Andrew Markham, a Warehouse Operative from Brigg, was diagnosed with prostate cancer when he was 63. After receiving treatment in November, Andrew is now sharing his experience to encourage other men to become more aware of their risk, which can result in an earlier diagnosis.
“In my late 50s, I had a problem with my tummy. I decided to speak to my GP about it, who asked me if I’d ever been tested for prostate cancer. Thinking back, I hadn’t, and so I went along for a PSA test*. After a slightly nervous wait, the results came back at just over four, which is a little high, but not necessarily a huge concern.
“Because my PSA was slightly high, I went back for a PSA test every six months after that. It always fluctuated between 3.9 and 4.2 and therefore seemed okay. This was until one test, when I was 63 in December 2020, which showed, despite a lack of any other symptoms, my PSA had gone up to 4.6, so the consultant suggested I have an MRI. I wasn’t too concerned, as my urologist assured me it was a precaution and my PSA still wasn’t very high.”
*A PSA test is a blood test to measure the amount of a prostate specific antigen (PSA) in the blood. PSA is a protein produced by normal cells in the prostate and by prostate cancer cells. It’s normal to have a small amount of PSA in the blood, and this even rises as men age because the prostate increases in size. A high PSA level can be an indicator of cancer or another problem with the prostate. Regular PSA testing can help GPs spot a problem early, even if there are no other symptoms.
“In May 2021, I received an MRI scan at Scunthorpe General Hospital. When attending my results appointment with a urologist, they said they’d found a lesion on my prostate and that it was best to investigate it further.
“I was then booked in for a biopsy, again at Scunthorpe General Hospital. My appointment took the full morning and I had 15-20 samples taken, but my wife Jenny and I were given plenty of cuppas – the nursing staff were brilliant. Two weeks passed and the results came – I had cancer. On the day of my results, my workplace has asked me to take part in a fundraiser for Men’s Health Week as they knew I fundraise for pancreatic cancer charities. It was ironic to receive the results I did.
“Later, another biopsy appointment confirmed a large tumour, bigger than I and they expected, and I was given a full diagnosis at the end of September 2021. My tumour was stage one with a Gleason score of 7.
“There are several options for treatment when it comes to prostate cancer, and I was given a choice between radiotherapy, hormone treatment, or surgery. After speaking with Jenny and some friends at a Brigg fundraising group, I decided to have surgery to remove the tumour.

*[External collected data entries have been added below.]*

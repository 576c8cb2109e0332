//! services/api/src/web/dto.rs
//!
//! JSON payloads exchanged with the browser client, and their conversions
//! from the pure domain types. Correct answers never leave the server
//! through these types.

use crate::web::forms::digits_only;
use chrono::{DateTime, Utc};
use learnhub_core::catalog::Facets;
use learnhub_core::checkout::{total_due_cents, AppliedPromo, CheckoutState};
use learnhub_core::course::{CourseProgress, ModuleProgress};
use learnhub_core::domain::{
    AnswerValue, BillingAddress, Certificate, ContentItem, Course, NodeContent, PaymentCard, Plan,
    Question, Quiz, StoredAttempt, Subscription,
};
use learnhub_core::quiz::{passing_threshold, QuestionResult, QuizResult};
use serde::{Deserialize, Serialize};
use std::collections::BTreeMap;
use utoipa::ToSchema;
use uuid::Uuid;
use validator::Validate;

//=========================================================================================
// Catalog
//=========================================================================================

#[derive(Debug, Clone, Serialize, ToSchema)]
pub struct ClipDto {
    pub id: Uuid,
    pub title: String,
    pub description: String,
    pub duration_seconds: u32,
    pub machine_model: String,
    pub process: String,
    pub skill_level: String,
    pub tags: Vec<String>,
    pub author_id: Uuid,
    pub view_count: u64,
    pub created_at: DateTime<Utc>,
}

impl From<&ContentItem> for ClipDto {
    fn from(item: &ContentItem) -> Self {
        Self {
            id: item.id,
            title: item.title.clone(),
            description: item.description.clone(),
            duration_seconds: item.duration_seconds,
            machine_model: item.machine_model.clone(),
            process: item.process.clone(),
            skill_level: item.skill_level.to_string(),
            tags: item.tags.iter().cloned().collect(),
            author_id: item.author_id,
            view_count: item.view_count,
            created_at: item.created_at,
        }
    }
}

/// Value counts per filter dimension, used to render the filter panel.
#[derive(Debug, Clone, Default, Serialize, ToSchema)]
pub struct FacetsDto {
    pub machine_models: BTreeMap<String, usize>,
    pub processes: BTreeMap<String, usize>,
    pub skill_levels: BTreeMap<String, usize>,
    pub tags: BTreeMap<String, usize>,
    pub authors: BTreeMap<String, usize>,
}
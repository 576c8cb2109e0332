mod support;

use axum::http::{header, Method, StatusCode};
use axum::Router;
use serde_json::json;
use std::sync::Arc;
use support::{app_with, request, send, InMemoryDb};
use tower::ServiceExt;

/// Posts `body` and returns the status with the `session=...` pair from `Set-Cookie`.
async fn post_for_cookie(router: &Router, uri: &str, body: serde_json::Value) -> (StatusCode, Option<String>) {
    let response = router
        .clone()
        .oneshot(request(Method::POST, uri, None, Some(body)))
        .await
        .unwrap();
    let cookie = response
        .headers()
        .get(header::SET_COOKIE)
        .and_then(|v| v.to_str().ok())
        .and_then(|v| v.split(';').next())
        .map(str::to_string);
    (response.status(), cookie)
}

fn signup(email: &str, password: &str) -> serde_json::Value {
    json!({ "email": email, "password": password, "display_name": "Grace Hopper" })
}

#[tokio::test]
async fn signup_login_and_logout() {
    let db = Arc::new(InMemoryDb::default());
    let (router, _) = app_with(db.clone());

    let (status, cookie) =
        post_for_cookie(&router, "/auth/signup", signup(" Grace@Example.com ", "cobol1959")).await;
    assert_eq!(status, StatusCode::CREATED);
    let cookie = cookie.unwrap();
    assert!(cookie.starts_with("session="));
    assert_eq!(db.with(|inner| inner.users[0].0.email.clone()), "grace@example.com");

    let (status, _) = send(&router, request(Method::GET, "/bookmarks", Some(&cookie), None)).await;
    assert_eq!(status, StatusCode::OK);

    let login = json!({ "email": "grace@example.com", "password": "fortran1957" });
    let (status, _) = post_for_cookie(&router, "/auth/login", login).await;
    assert_eq!(status, StatusCode::UNAUTHORIZED);

    let login = json!({ "email": "GRACE@example.com", "password": "cobol1959" });
    let (status, second) = post_for_cookie(&router, "/auth/login", login).await;
    assert_eq!(status, StatusCode::OK);
    assert_ne!(second.unwrap(), cookie);

    let (status, _) = send(&router, request(Method::POST, "/auth/logout", Some(&cookie), None)).await;
    assert_eq!(status, StatusCode::OK);
    let (status, _) = send(&router, request(Method::GET, "/bookmarks", Some(&cookie), None)).await;
    assert_eq!(status, StatusCode::UNAUTHORIZED);
}

#[tokio::test]
async fn duplicate_email_conflicts() {
    let (router, _) = app_with(Arc::new(InMemoryDb::default()));
    let (status, _) = post_for_cookie(&router, "/auth/signup", signup("ada@example.com", "engine1843")).await;
    assert_eq!(status, StatusCode::CREATED);
    let (status, cookie) =
        post_for_cookie(&router, "/auth/signup", signup("ada@example.com", "engine1843")).await;
    assert_eq!(status, StatusCode::CONFLICT);
    assert!(cookie.is_none());
}

#[tokio::test]
async fn invalid_signup_reports_each_field() {
    let db = Arc::new(InMemoryDb::default());
    let (router, _) = app_with(db.clone());
    let body = json!({ "email": "nope", "password": "short", "display_name": "  " });
    let (status, body) = send(&router, request(Method::POST, "/auth/signup", None, Some(body))).await;
    assert_eq!(status, StatusCode::UNPROCESSABLE_ENTITY);
    for field in ["email", "password", "display_name"] {
        assert!(body["errors"][field].is_string(), "missing error for {field}");
    }
    assert!(db.with(|inner| inner.users.is_empty()));
}

#[tokio::test]
async fn contact_form_is_validated_then_stored() {
    let db = Arc::new(InMemoryDb::default());
    let (router, _) = app_with(db.clone());

    let short = json!({ "name": "Ada", "email": "ada@example.com", "subject": "Hi", "body": "Too short" });
    let (status, body) = send(&router, request(Method::POST, "/contact", None, Some(short))).await;
    assert_eq!(status, StatusCode::UNPROCESSABLE_ENTITY);
    assert!(body["errors"]["body"].is_string());

    let ok = json!({
        "name": "Ada",
        "email": "ada@example.com",
        "subject": "Lathe clip",
        "body": "The chuck clip stops halfway through.",
    });
    let (status, _) = send(&router, request(Method::POST, "/contact", None, Some(ok))).await;
    assert_eq!(status, StatusCode::ACCEPTED);
    assert_eq!(db.with(|inner| inner.contacts.len()), 1);
}
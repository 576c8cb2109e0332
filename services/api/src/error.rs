//! services/api/src/error.rs
//!
//! Defines the primary error type for the entire API service and how it is
//! rendered to HTTP clients.

use crate::config::ConfigError;
use axum::{
    http::StatusCode,
    response::{IntoResponse, Json, Response},
};
use learnhub_core::{
    attempt::AttemptError, checkout::CheckoutError, ports::PortError,
    validation::ValidationErrors,
};
use serde::Serialize;
use std::collections::BTreeMap;
use tracing::error;
use utoipa::ToSchema;

/// The primary error type for the `api` service.
#[derive(Debug, thiserror::Error)]
pub enum ApiError {
    /// Represents an error that occurred during configuration loading.
    #[error("Configuration error: {0}")]
    Config(#[from] ConfigError),

    /// Represents an error that propagated up from one of the core service ports.
    #[error("Service Port Error: {0}")]
    Port(#[from] PortError),

    /// Represents an error from the underlying database library.
    #[error("Database Error: {0}")]
    Database(#[from] sqlx::Error),

    /// Represents an error from running the embedded migrations.
    #[error("Migration Error: {0}")]
    Migrate(#[from] sqlx::migrate::MigrateError),

    /// Represents a standard Input/Output error (e.g., binding to a network socket).
    #[error("IO error: {0}")]
    Io(#[from] std::io::Error),

    /// Form input failed validation; rendered field by field.
    #[error("Validation failed: {0}")]
    Validation(#[from] ValidationErrors),

    /// The checkout wizard refused the requested transition.
    #[error("Checkout error: {0}")]
    Checkout(#[from] CheckoutError),

    /// The quiz attempt refused the requested change.
    #[error("Attempt error: {0}")]
    Attempt(#[from] AttemptError),

    #[error("Unauthorized")]
    Unauthorized,

    /// A catch-all for any other unexpected errors.
    #[error("An unexpected internal error occurred: {0}")]
    Internal(String),
}

/// The JSON body of every error response.
#[derive(Debug, Serialize, ToSchema)]
pub struct ErrorBody {
    pub error: String,
    #[serde(skip_serializing_if = "Option::is_none")]
    pub errors: Option<BTreeMap<String, String>>,
}

impl ApiError {
    pub fn status(&self) -> StatusCode {
        match self {
            ApiError::Port(PortError::NotFound(_)) => StatusCode::NOT_FOUND,
            ApiError::Port(PortError::Conflict(_)) => StatusCode::CONFLICT,
            ApiError::Port(PortError::Declined(_)) => StatusCode::PAYMENT_REQUIRED,
            ApiError::Port(PortError::Unauthorized) | ApiError::Unauthorized => {
                StatusCode::UNAUTHORIZED
            }
            ApiError::Validation(_) => StatusCode::UNPROCESSABLE_ENTITY,
            ApiError::Checkout(_) => StatusCode::CONFLICT,
            ApiError::Attempt(AttemptError::UnknownQuestion(_)) => StatusCode::BAD_REQUEST,
            ApiError::Attempt(_) => StatusCode::CONFLICT,
            _ => StatusCode::INTERNAL_SERVER_ERROR,
        }
    }
}

impl IntoResponse for ApiError {
    fn into_response(self) -> Response {
        let status = self.status();
        let body = match self {
            ApiError::Validation(errors) => ErrorBody {
                error: "Validation failed".to_string(),
                errors: Some(errors.fields().clone()),
            },
            other if status == StatusCode::INTERNAL_SERVER_ERROR => {
                error!("Internal error: {:?}", other);
                ErrorBody {
                    error: "Internal server error".to_string(),
                    errors: None,
                }
            }
            ApiError::Port(e) => ErrorBody {
                error: e.to_string(),
                errors: None,
            },
            other => ErrorBody {
                error: other.to_string(),
                errors: None,
            },
        };
        (status, Json(body)).into_response()
    }
}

“On 28th November, I had a robotic-assisted laparoscopic prostatectomy (RALP) and have been recovering since then. I’m still tired, in pain, and have been off work for six months now, but I’m happy to have found my prostate cancer and had the procedure. In two weeks, I’ll be going for another CT scan to see if there are any other problems underlying.
“Although prostate cancer isn’t nice, knowing your risk and contacting your GP if concerned can help you get an earlier diagnosis. Men who are black or who are aged over 50, like I was when I was diagnosed, are most at risk. Knowing your risk is important, as it can help you and your GP decide whether you should be monitored or undergo tests, such as a PSA test, for prostate cancer.
“Prostate cancer doesn’t always have symptoms, but Prostate Cancer UK’s risk checker can help you determine your risk in 30 seconds. I’d encourage all men to use the risk checker and contact their GP if they have a higher risk.”